La brisa entra por la ventana, la frescura me acaricia el rostro, mueve las hebras sueltas de la trenza que sujeta mi cabello. La vista es hermosa, hipnótica, desearía recorrer los campos, cuidar la vid como solía hacerlo mi abuelo en su forma física; sé que aún sigue allí, su espíritu pasea por esas tierras también suyas. ¡Quiero salir de aquí! Quitarme el mundo derrumbado de encima. La vida en estas cuatro paredes se limita a amaneceres y noches; sin gracia, brillo, sol o estrellas. El espacio se reduce a esta habitación, pequeña, cargada de recuerdos, donde escucho mi respirar, los latidos lentos, el eco de las voces de quienes intentan sacarme del bucle depresivo. La verdad, solo anhelo escuchar una voz, sentir un tacto, unos labios. Me encantaría ser su prioridad, así como él se ha convertido en la necesidad reclamada por mi mente, pero desde su última visita algo cambió. Lo presentí en la manera de mirarme, de hablar, en la ausencia y la promesa rota que ha dejado estos días. 
¿Dónde estás, Angelo?
La puerta se abre, un ramo de rosas blancas asoma de ella, el pálpito en mi pecho acelera. Me pongo de pie al instante, el ardor en la pierna molesta, pero las ganas de verlo superan cualquier dolor físico. El impulso se detiene cuando detallo al hombre que lo carga. La sonrisa débil, rizos cayendo en la frente, el azul en sus iris con un destello lastimero. Vuelvo a sentarme. Debería sentir gratitud, pero la desilusión aprieta el aire en mis pulmones. Avanza, ofrece el arreglo, demoro en tomarlo; ya que ni cuando estuvimos juntos se molestó en traerme otras flores que no fueran las que crecían en los campos. El vendaje en su antebrazo queda expuesto; como recordatorio de que él me salvó.
—Son hermosas.
—Lamento no haber venido antes. ¿Cómo estás?
—Mejorando... Gracias por todo, Carlo.
—No podía dejar que nada te pasara, Serra. Siento mucho lo que te ha tocado vivir. Giorgio era un hombre excepcional. En esa caseta estaba tu trabajo, los recuerdos de Rosi...
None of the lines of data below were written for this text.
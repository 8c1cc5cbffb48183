//! Error types for mishap-engine
//!
//! Every error maps to a stable [`ErrorKind`] code that callers outside the
//! process can match on; `Display` carries the human-readable detail.

use mishap_core::{CharacterId, DefId, ItemId, LedgerId, RoomId};
use std::fmt;
use thiserror::Error;

/// Result type for engine operations
pub type Result<T> = std::result::Result<T, Error>;

/// Errors that can occur in the engine
#[derive(Debug, Error)]
pub enum Error {
    #[error("invalid sex: {0}")]
    InvalidSex(String),

    #[error("unknown action type '{0}'")]
    InvalidActionType(DefId),

    #[error("character {0} not found")]
    CharacterNotFound(CharacterId),

    #[error("character {0} is inactive")]
    CharacterInactive(CharacterId),

    #[error("room '{0}' not found")]
    RoomNotFound(RoomId),

    #[error("item {0} not found")]
    ItemNotFound(ItemId),

    #[error("unknown item quirk '{0}'")]
    UnknownItemQuirk(DefId),

    #[error("ledger entry {0} not found")]
    EntryNotFound(LedgerId),

    /// Loading or validating content failed
    #[error("content error: {0}")]
    Content(#[from] mishap_content::Error),

    /// The library cannot satisfy a request it was validated for
    #[error("content library error: {0}")]
    ContentLibrary(String),

    /// A record assembled by the engine broke a model invariant
    #[error("core error: {0}")]
    Core(#[from] mishap_core::Error),

    /// Appending to the ledger failed; no entry was written
    #[error("ledger commit failed: {0}")]
    LedgerCommit(mishap_ledger::Error),

    /// Reading from the ledger failed
    #[error("ledger error: {0}")]
    Ledger(#[from] mishap_ledger::Error),

    #[error("configuration error: {0}")]
    Config(String),

    /// A thread panicked while holding an engine lock
    #[error("engine lock poisoned: {0}")]
    LockPoisoned(&'static str),
}

impl Error {
    /// Stable machine-readable classification
    pub fn kind(&self) -> ErrorKind {
        match self {
            Error::InvalidSex(_) => ErrorKind::InvalidSex,
            Error::Core(mishap_core::Error::InvalidSex(_)) => ErrorKind::InvalidSex,
            Error::InvalidActionType(_) => ErrorKind::InvalidActionType,
            Error::CharacterNotFound(_) => ErrorKind::CharacterNotFound,
            Error::CharacterInactive(_) => ErrorKind::CharacterInactive,
            Error::RoomNotFound(_) => ErrorKind::RoomNotFound,
            Error::ItemNotFound(_) => ErrorKind::ItemNotFound,
            Error::UnknownItemQuirk(_) => ErrorKind::UnknownItemQuirk,
            Error::EntryNotFound(_) => ErrorKind::EntryNotFound,
            Error::Content(e) if e.is_malformed_definition() => ErrorKind::MalformedQuirkDefinition,
            Error::Content(_) => ErrorKind::ContentLibraryLoad,
            Error::ContentLibrary(_) | Error::Core(_) => ErrorKind::ContentLibrary,
            Error::LedgerCommit(_) => ErrorKind::LedgerCommitFailed,
            Error::Ledger(_) => ErrorKind::Ledger,
            Error::Config(_) => ErrorKind::Config,
            Error::LockPoisoned(_) => ErrorKind::Internal,
        }
    }
}

/// Error codes exposed to callers
#[derive(Debug, Clone, Copy, PartialEq, Eq, Hash)]
pub enum ErrorKind {
    InvalidSex,
    InvalidActionType,
    CharacterNotFound,
    CharacterInactive,
    RoomNotFound,
    ItemNotFound,
    UnknownItemQuirk,
    EntryNotFound,
    ContentLibraryLoad,
    MalformedQuirkDefinition,
    ContentLibrary,
    LedgerCommitFailed,
    Ledger,
    Config,
    Internal,
}

impl ErrorKind {
    pub fn code(&self) -> &'static str {
        match self {
            ErrorKind::InvalidSex => "INVALID_SEX",
            ErrorKind::InvalidActionType => "INVALID_ACTION_TYPE",
            ErrorKind::CharacterNotFound => "CHARACTER_NOT_FOUND",
            ErrorKind::CharacterInactive => "CHARACTER_INACTIVE",
            ErrorKind::RoomNotFound => "ROOM_NOT_FOUND",
            ErrorKind::ItemNotFound => "ITEM_NOT_FOUND",
            ErrorKind::UnknownItemQuirk => "UNKNOWN_ITEM_QUIRK",
            ErrorKind::EntryNotFound => "LEDGER_ENTRY_NOT_FOUND",
            ErrorKind::ContentLibraryLoad => "CONTENT_LIBRARY_LOAD_ERROR",
            ErrorKind::MalformedQuirkDefinition => "MALFORMED_QUIRK_DEFINITION",
            ErrorKind::ContentLibrary => "CONTENT_LIBRARY_ERROR",
            ErrorKind::LedgerCommitFailed => "LEDGER_COMMIT_FAILED",
            ErrorKind::Ledger => "LEDGER_ERROR",
            ErrorKind::Config => "CONFIG_ERROR",
            ErrorKind::Internal => "INTERNAL_ERROR",
        }
    }
}

impl fmt::Display for ErrorKind {
    fn fmt(&self, f: &mut fmt::Formatter<'_>) -> fmt::Result {
        f.write_str(self.code())
    }
}
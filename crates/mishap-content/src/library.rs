//! The validated, read-only content library

use crate::schema::{
    ActionDef, EnvironmentalQuirkDef, FailingDef, ItemQuirkDef, ItemTypeDef, QuirkDef,
    ReputationBias, UselessBitDef,
};
use indexmap::IndexMap;
use mishap_core::DefId;

/// Every definition the engine may consult, keyed by id in load order
///
/// Only [`crate::Loader`] can build one, so a `ContentLibrary` value is
/// always validated. Share it behind an `Arc`; nothing here mutates.
#[derive(Debug, Default, Clone)]
pub struct ContentLibrary {
    pub(crate) quirks: IndexMap<DefId, QuirkDef>,
    pub(crate) failings: IndexMap<DefId, FailingDef>,
    pub(crate) useless_bits: IndexMap<DefId, UselessBitDef>,
    pub(crate) item_quirks: IndexMap<DefId, ItemQuirkDef>,
    pub(crate) item_types: IndexMap<DefId, ItemTypeDef>,
    pub(crate) environmental_quirks: IndexMap<DefId, EnvironmentalQuirkDef>,
    pub(crate) actions: IndexMap<DefId, ActionDef>,
    pub(crate) reputation_biases: IndexMap<DefId, ReputationBias>,
}

impl ContentLibrary {
    pub fn quirk(&self, id: &DefId) -> Option<&QuirkDef> {
        self.quirks.get(id)
    }

    pub fn failing(&self, id: &DefId) -> Option<&FailingDef> {
        self.failings.get(id)
    }

    pub fn useless_bit(&self, id: &DefId) -> Option<&UselessBitDef> {
        self.useless_bits.get(id)
    }

    pub fn item_quirk(&self, id: &DefId) -> Option<&ItemQuirkDef> {
        self.item_quirks.get(id)
    }

    pub fn item_type(&self, id: &DefId) -> Option<&ItemTypeDef> {
        self.item_types.get(id)
    }

    pub fn environmental_quirk(&self, id: &DefId) -> Option<&EnvironmentalQuirkDef> {
        self.environmental_quirks.get(id)
    }

    pub fn action(&self, id: &DefId) -> Option<&ActionDef> {
        self.actions.get(id)
    }

    pub fn quirks(&self) -> impl Iterator<Item = &QuirkDef> {
        self.quirks.values()
    }

    pub fn failings(&self) -> impl Iterator<Item = &FailingDef> {
        self.failings.values()
    }

    pub fn useless_bits(&self) -> impl Iterator<Item = &UselessBitDef> {
        self.useless_bits.values()
    }

    pub fn actions(&self) -> impl Iterator<Item = &ActionDef> {
        self.actions.values()
    }

    pub fn reputation_biases(&self) -> impl Iterator<Item = &ReputationBias> {
        self.reputation_biases.values()
    }

    /// Quirks in one category, in load order
    pub fn quirks_by_category<'a>(&'a self, category: &'a DefId) -> impl Iterator<Item = &'a QuirkDef> {
        self.quirks.values().filter(move |q| &q.category == category)
    }

    /// Whether an id is taken in the shared character-trait namespace
    pub fn is_trait_id(&self, id: &DefId) -> bool {
        self.quirks.contains_key(id)
            || self.failings.contains_key(id)
            || self.useless_bits.contains_key(id)
    }

    /// Total number of definitions across every kind
    pub fn len(&self) -> usize {
        self.quirks.len()
            + self.failings.len()
            + self.useless_bits.len()
            + self.item_quirks.len()
            + self.item_types.len()
            + self.environmental_quirks.len()
            + self.actions.len()
            + self.reputation_biases.len()
    }

    pub fn is_empty(&self) -> bool {
        self.len() == 0
    }
}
La daga cargada de espinas se hunde más profundo en mi alma. Agacho la cabeza, pongo el ramo sobre la mesilla a mi lado. Reprimo el llanto en vano, dos lágrimas ruedan hasta la comisura de mis labios. Él toma asiento frente a mí. Mantiene el silencio mientras me observa. Recuerdos de lo que fuimos hace un año regresan. Creí amarlo; estaba tan equivocada, esos sentimientos apenas son fantasmas. ¿Lo olvidé así de fácil? ¿Tan poco importó en mi vida? Angelo me absorbió en su oscuridad, en su mundo manchado de sangre y traiciones; al punto de extinguir cualquier sentimiento por Carlo. Es como un espectro, alguien con quien coincidí. Adoraba sus ojos color cielo, deslumbraban mis días; ahora mismo, detesto el brillo lastimero en ellos. 
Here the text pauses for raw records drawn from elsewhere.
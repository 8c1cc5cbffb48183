//! The modifier source capability shared by every definition kind
//!
//! Resolution never cares whether a modifier came from a quirk, a failing,
//! a useless bit, an item or the room. It asks two questions of each source:
//! does it apply here, and what does it do to each axis.

use crate::schema::{EnvironmentalQuirkDef, FailingDef, ItemQuirkDef, QuirkDef, UselessBitDef};
use mishap_core::{ActionContext, AxisModifiers, DefId, Outcome, Trigger};
use serde::{Deserialize, Serialize};

/// Where a modifier came from, for blame attribution
#[derive(Debug, Clone, Copy, PartialEq, Eq, Hash, Serialize, Deserialize)]
#[serde(rename_all = "snake_case")]
pub enum SourceOrigin {
    Quirk,
    Failing,
    UselessBit,
    Item,
    Environment,
}

impl SourceOrigin {
    /// Quirks, failings and useless bits belong to the character
    pub fn is_character_controlled(&self) -> bool {
        matches!(
            self,
            SourceOrigin::Quirk | SourceOrigin::Failing | SourceOrigin::UselessBit
        )
    }
}

/// Something that conditionally contributes axis modifiers
pub trait ModifierSource {
    fn source_id(&self) -> &DefId;

    fn origin(&self) -> SourceOrigin;

    /// Whether the source applies before the outcome is known
    fn applicable(&self, ctx: &ActionContext) -> bool;

    /// Whether an outcome-gated source applies once the outcome is known
    fn applicable_after(&self, _outcome: Outcome) -> bool {
        false
    }

    fn axis_modifiers(&self) -> AxisModifiers;
}

fn any_matches(triggers: &[Trigger], ctx: &ActionContext) -> bool {
    triggers.iter().any(|t| t.matches(ctx))
}

fn any_matches_outcome(triggers: &[Trigger], outcome: Outcome) -> bool {
    triggers.iter().any(|t| t.matches_outcome(outcome))
}

impl ModifierSource for QuirkDef {
    fn source_id(&self) -> &DefId {
        &self.id
    }

    fn origin(&self) -> SourceOrigin {
        SourceOrigin::Quirk
    }

    fn applicable(&self, ctx: &ActionContext) -> bool {
        any_matches(&self.triggers, ctx)
    }

    fn applicable_after(&self, outcome: Outcome) -> bool {
        any_matches_outcome(&self.triggers, outcome)
    }

    fn axis_modifiers(&self) -> AxisModifiers {
        self.modifiers.clone()
    }
}

impl ModifierSource for FailingDef {
    fn source_id(&self) -> &DefId {
        &self.id
    }

    fn origin(&self) -> SourceOrigin {
        SourceOrigin::Failing
    }

    fn applicable(&self, ctx: &ActionContext) -> bool {
        any_matches(&self.triggers, ctx)
    }

    fn applicable_after(&self, outcome: Outcome) -> bool {
        any_matches_outcome(&self.triggers, outcome)
    }

    fn axis_modifiers(&self) -> AxisModifiers {
        self.modifiers.clone()
    }
}

impl ModifierSource for UselessBitDef {
    fn source_id(&self) -> &DefId {
        &self.id
    }

    fn origin(&self) -> SourceOrigin {
        SourceOrigin::UselessBit
    }

    fn applicable(&self, ctx: &ActionContext) -> bool {
        any_matches(&self.triggers, ctx)
    }

    fn applicable_after(&self, outcome: Outcome) -> bool {
        any_matches_outcome(&self.triggers, outcome)
    }

    fn axis_modifiers(&self) -> AxisModifiers {
        self.combined()
    }
}

impl ModifierSource for ItemQuirkDef {
    fn source_id(&self) -> &DefId {
        &self.id
    }

    fn origin(&self) -> SourceOrigin {
        SourceOrigin::Item
    }

    fn applicable(&self, ctx: &ActionContext) -> bool {
        self.applies_to(&ctx.action)
    }

    fn axis_modifiers(&self) -> AxisModifiers {
        self.modifiers.clone()
    }
}

impl ModifierSource for EnvironmentalQuirkDef {
    fn source_id(&self) -> &DefId {
        &self.id
    }

    fn origin(&self) -> SourceOrigin {
        SourceOrigin::Environment
    }

    fn applicable(&self, ctx: &ActionContext) -> bool {
        let room_ok = self.room_types.is_empty() || self.room_types.contains(&ctx.room_type);
        let action_ok = self.action_types.is_empty() || self.action_types.contains(&ctx.action);
        room_ok && action_ok
    }

    fn axis_modifiers(&self) -> AxisModifiers {
        self.modifiers.clone()
    }
}

#[cfg(test)]
mod tests {
    use super::*;
    use mishap_core::Axis;

    #[test]
    fn test_environment_filters_room_and_action() {
        let current = EnvironmentalQuirkDef::new(
            "strong_current",
            AxisModifiers::new().with(Axis::Timing, 1).with(Axis::Stability, -1),
        )
        .in_room_type("river");

        assert!(current.applicable(&ActionContext::new("fish", "river")));
        assert!(!current.applicable(&ActionContext::new("fish", "library")));
        assert_eq!(current.origin(), SourceOrigin::Environment);
    }

    #[test]
    fn test_quirk_on_failure_is_post_hoc() {
        let lucky = QuirkDef::new(
            "lucky_mishap",
            Trigger::OnFailure,
            AxisModifiers::new().with(Axis::Interpretability, 2),
        );
        let ctx = ActionContext::new("fish", "river");

        assert!(!lucky.applicable(&ctx));
        assert!(lucky.applicable_after(Outcome::Failure));
        assert!(!lucky.applicable_after(Outcome::Success));
    }

    #[test]
    fn test_origins_split_blame() {
        assert!(SourceOrigin::Quirk.is_character_controlled());
        assert!(SourceOrigin::Failing.is_character_controlled());
        assert!(SourceOrigin::UselessBit.is_character_controlled());
        assert!(!SourceOrigin::Item.is_character_controlled());
        assert!(!SourceOrigin::Environment.is_character_controlled());
    }
}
—¿Cómo llegamos a esto? —pregunta, yo me encojo de hombros.
—Supongo que siempre has sentido pena por mí.
—No digas tonterías. En verdad me gustaste mucho; solo que tú...
—No era para ti, Carlo; yo también lo sabía; pero seguía aferrada a las dosis de adrenalina y libertad que ofrecías. 
—¿Y sí eres para él? Ese hombre es un monstruo, Serra; lo sabes. Casi quemó a su propia esposa.
—¡Ella fue la responsable de este accidente! —espeto—. ¿Lo sabías? Por su culpa perdí más de lo que nunca imaginé —él desvía la mirada—. Espera... ¿Tú lo sabías? ¿Cómo...? ¿Cómo te enteraste de que casi acaba con ella? 
—Todos en la villa lo murmuran —responde tranquilo—. Eres la única que lo ve como un principie azul.
—Estás equivocado, si alguien conoce de lo que es capaz Angelo, soy yo; y así lo acepto.
—Serra, por favor, él será tu ruina, será la ruina de todos. Tienes que alejarte de él.
—Si a esto has venido, puedes marcharte; no quiero oírte.
En un rápido movimiento se arrodilla. Toma mis manos con agarre fuerte. Su semblante denota súplica; tanta desesperación que no parece él.
—Podríamos tener todo lo que soñaste, irnos juntos, lejos de esta villa, de mi prometida, de los Carosi, de... Nuestra relación funcionaría.
—¡No digas estupideces! 
—¡No estaré para salvarte siempre, Serra!.
—¡Yo no necesito que me salves!. ¿De dónde sacas esas cosas? No quiero nada contigo. Agradezco tu preocupación, pero es mejor que te vayas.
Él niega, se pone de pie. A mi altura quedan sus antebrazos donde yacen las pequeñas lesiones visibles por el incendio. Intento asimilar esta conversación, buscarle el chiste, pero su postura regia indica que no lo tiene. Ya no hay lástima en sus facciones, hay enojo, miedo. 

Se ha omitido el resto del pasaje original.